Acabo de estar unos días en Albacete, dando charlas en bibliotecas; dentro de un rato me iré a León, donde permaneceré toda la semana, también dando charlas; y luego, Almería; y un poco después, Bilbao. Y con el año nuevo, Valencia, Granada, Málaga, Sevilla, Galicia, Pamplona y no sé cuántos sitios más. No voy a valorar aquí y ahora si esto es bueno o malo, si es interesante y enriquecedor, o no.
Solo quería hablar de hoteles. Me paso media vida en hoteles. Sé que mucha gente no lo soportaría. Me lo dicen, incluso. No podrían vivir tanto tiempo de acá para allá, lejos de su casa, de su cama, de su almohada y, por supuesto, lejos de algunas peronas queridas. Vivir así te hace sentir un poco nómada y un poco desarraigado, y eso a mí no me disgusta. Me han reprochado más de una vez que mi desarraigo por las cosas y por las personas, mi insatisfacción permanente, solo son síntomas de inmadurez. Si es así, si todo lo que me pasa es un problema de inmadurez, a estas alturas de mi vida sospecho que ya no tiene remedio.
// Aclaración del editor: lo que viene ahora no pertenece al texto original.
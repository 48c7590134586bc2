use anyhow::Context;
use futures::StreamExt;
use rigwatch::control::{start_miner, status_json, status_line, stop_miner};
use rigwatch::logger::logs_tracing;
use rigwatch::parse::{parser, Config};
use rigwatch::shell::{run_shell, ShellCommand};
use rigwatch::{Supervisor, SupervisorError, SupervisorOptions};
use signal_hook::consts::signal::{SIGHUP, SIGINT, SIGTERM};
use signal_hook_tokio::Signals;
use std::path::{Path, PathBuf};
use std::sync::Arc;
use tokio::sync::RwLock;
use tracing::{info, warn};

const DEFAULT_CONFIG: &str = "config/config.yml";

type SharedConfig = Arc<RwLock<Config>>;

async fn reload(path: &Path, config: &SharedConfig, supervisor: &Supervisor) {
    match parser(path) {
        Ok(cfg) => {
            supervisor.replace_policies(cfg.policy_table());
            info!(path = %path.display(), backend = %cfg.miner.backend, "config reloaded");
            println!("Reloaded {} (applies at next start)", path.display());
            *config.write().await = cfg;
        }
        Err(e) => {
            warn!(error = %e, "config reload failed");
            println!("Reload failed: {e}");
        }
    }
}

fn warn_if_not_installed(supervisor: &Supervisor, cfg: &Config) {
    if let Err(e @ SupervisorError::ExecutableNotFound { .. }) = supervisor.executable_for(&cfg.miner) {
        warn!(error = %e, "miner executable missing");
        println!("WARNING: {e}");
    }
}

#[tokio::main]
async fn main() -> anyhow::Result<()> {
    let config_path = PathBuf::from(std::env::args().nth(1).unwrap_or_else(|| DEFAULT_CONFIG.into()));
    let cfg = parser(&config_path).context("loading configuration")?;
    let log_guard = logs_tracing(&cfg.paths.logs, &cfg.log_level).context("installing tracing subscriber")?;

    let supervisor = Arc::new(Supervisor::new(SupervisorOptions::from_config(&cfg)));
    warn_if_not_installed(&supervisor, &cfg);
    let history = cfg.paths.logs.join("history.txt");
    let config: SharedConfig = Arc::new(RwLock::new(cfg));

    // SIGHUP reloads, SIGINT/SIGTERM stop the miner and exit.
    let mut signals = Signals::new([SIGHUP, SIGINT, SIGTERM]).context("registering signal handlers")?;
    let signal_handle = signals.handle();
    {
        let supervisor = supervisor.clone();
        let config = config.clone();
        let path = config_path.clone();
        let log_guard = log_guard.clone();
        tokio::spawn(async move {
            while let Some(signal) = signals.next().await {
                if signal == SIGHUP {
                    info!("SIGHUP received, reloading");
                    reload(&path, &config, &supervisor).await;
                    continue;
                }
                info!(signal, "shutdown signal received");
                if let Err(e) = supervisor.stop().await {
                    info!(error = %e, "nothing to stop");
                }
                // The shell may be blocked in readline; flush the log before leaving.
                info!("exiting");
                log_guard.release();
                std::process::exit(0);
            }
        });
    }

    run_shell(&history, |cmd| {
        let supervisor = supervisor.clone();
        let config = config.clone();
        let path = config_path.clone();
        async move {
            match cmd {
                ShellCommand::Status => println!("{}", status_line(&supervisor)),
                ShellCommand::Json => match status_json(&supervisor) {
                    Ok(json) => println!("{json}"),
                    Err(e) => println!("Error: {e}"),
                },
                ShellCommand::Logs(n) => {
                    let logs = supervisor.status().logs;
                    for line in &logs[logs.len().saturating_sub(n)..] {
                        println!("{line}");
                    }
                }
                ShellCommand::Start => {
                    let spec = config.read().await.miner.clone();
                    println!("{}", start_miner(&supervisor, &spec).await.message);
                }
                ShellCommand::Stop => println!("{}", stop_miner(&supervisor).await.message),
                ShellCommand::Reload => reload(&path, &config, &supervisor).await,
                ShellCommand::Exit | ShellCommand::Empty | ShellCommand::Unknown => {}
            }
        }
    })
    .await
    .context("interactive shell")?;

    signal_handle.close();
    if supervisor.stop().await.is_ok() {
        info!("miner stopped on exit");
    }
    log_guard.release();
    Ok(())
}
use miette::*;

use aoc2023_day_5::part1;

fn main() -> Result<()> {
    tracing_subscriber::fmt::init();
    let input = include_str!("../../input1.txt");
    let result = part1::process(input)?;
    println!("Result: {}", result);
    Ok(())
}
use indicatif::MultiProgress;
use miette::*;

use aoc2023_day_5::part2;

fn main() -> Result<()> {
    tracing_subscriber::fmt::init();
    let input = include_str!("../../input2.txt");
    let progress = MultiProgress::new();
    let result = part2::process_brute_force(input, &progress)?;
    println!("Result: {}", result);
    Ok(())
}
use miette::*;

use aoc2023_day_5::part2;

fn main() -> Result<()> {
    tracing_subscriber::fmt::init();
    let input = include_str!("../../input2.txt");
    let result = part2::process(input)?;
    println!("Result: {}", result);
    Ok(())
}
Moriré inmaduro. Y ahora que lo pienso, es una pena morir inmaduro.
En el fondo me gustan los hoteles. Siempre me han apasionado esos escritores que en un momento de su vida decidieron vivir en un hotel, o en varios, renunciando a algo que parece tan esencial para cualquier ser humano como un hogar. Yo lo he pensado a menudo, y lo he manifestado incluso. Los que me escuchan se lo toman a broma. Quizá un día les sorprenda. Venderé todos mis bienes y utilizaré el dinero para pasar el resto de mi existencia de un hotel a otro, con poco equipaje, solo lo justo. En el fondo, los hoteles son un micromundo que cada día se renueva, se recrea. ¡Esconden tantas historias las paredes de los hoteles! ¿Qué cosa mejor puede hacer un escritor que buscar esas historias, esos sueños, esas frustraciones, esos encuentros, esos desengaños, esas soledades, esa vida, dentro de esos edificios conocidos en el mundo entero con la misma palabra: Hotel?